(Stored data entries)
══════════
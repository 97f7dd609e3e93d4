//! Build-or-reuse wrapper tying ingestion, chunking, and storage together.

use std::path::Path;
use std::sync::Arc;

use crate::chunker::{ChunkingConfig, SemanticChunker};
use crate::embeddings::{EmbeddingProvider, ProviderModel};
use crate::ingestion::read_rulebook;
use crate::store::RuleChunkStore;
use crate::types::{RuleError, ScoredChunk};

/// What [`RuleIndex::open_or_build`] did.
#[derive(Clone, Debug)]
pub struct BuildOutcome {
    /// `true` when an already-populated index was reused as-is.
    pub reused: bool,
    /// Documents ingested (zero on reuse).
    pub documents: usize,
    /// Chunks present in the store afterwards.
    pub chunks_written: usize,
    /// Chunks dropped for lacking embeddings.
    pub chunks_skipped: usize,
}

/// The queryable rulebook index.
pub struct RuleIndex {
    store: RuleChunkStore<ProviderModel>,
    provider: Arc<dyn EmbeddingProvider>,
}

impl RuleIndex {
    /// Opens the on-disk index, ingesting the rulebook only when the store is
    /// empty. A populated store is never re-embedded.
    pub async fn open_or_build(
        db_path: impl AsRef<Path>,
        rulebook_dir: impl AsRef<Path>,
        provider: Arc<dyn EmbeddingProvider>,
        config: ChunkingConfig,
    ) -> Result<(Self, BuildOutcome), RuleError> {
        let model = ProviderModel::new(provider.clone());
        let store = RuleChunkStore::open(db_path, &model).await?;

        let existing = store.count().await?;
        if existing > 0 {
            tracing::info!(chunks = existing, "reusing rule index");
            return Ok((
                Self { store, provider },
                BuildOutcome {
                    reused: true,
                    documents: 0,
                    chunks_written: existing,
                    chunks_skipped: 0,
                },
            ));
        }

        let documents = read_rulebook(rulebook_dir).await?;
        let chunker = SemanticChunker::new(provider.clone(), config);
        let mut written = 0usize;
        let mut skipped = 0usize;
        for doc in &documents {
            let (chunks, stats) = chunker.chunk(doc).await?;
            tracing::info!(
                source = %doc.source,
                segments = stats.total_segments,
                chunks = stats.total_chunks,
                "rulebook document indexed"
            );
            let (w, s) = store.insert_chunks(chunks).await?;
            written += w;
            skipped += s;
        }

        Ok((
            Self { store, provider },
            BuildOutcome {
                reused: false,
                documents: documents.len(),
                chunks_written: written,
                chunks_skipped: skipped,
            },
        ))
    }

    /// Embeds the query and returns the `top_k` most similar chunks.
    pub async fn retrieve(&self, query: &str, top_k: usize) -> Result<Vec<ScoredChunk>, RuleError> {
        let mut vectors = self.provider.embed_batch(&[query.to_string()]).await?;
        let embedding = vectors
            .pop()
            .ok_or_else(|| RuleError::Embedding("provider returned no vector for query".into()))?;
        self.store.search_similar(&embedding, top_k).await
    }

    /// The underlying chunk store.
    #[must_use]
    pub fn store(&self) -> &RuleChunkStore<ProviderModel> {
        &self.store
    }
}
══════════
[TASK INSTRUCTIONS]
Filter the entries above and return only the lines holding "RuleError".

[WORKED SOLUTION]
use crate::types::{RuleError, ScoredChunk};
    ) -> Result<(Self, BuildOutcome), RuleError> {
    pub async fn retrieve(&self, query: &str, top_k: usize) -> Result<Vec<ScoredChunk>, RuleError> {
            .ok_or_else(|| RuleError::Embedding("provider returned no vector for query".into()))?;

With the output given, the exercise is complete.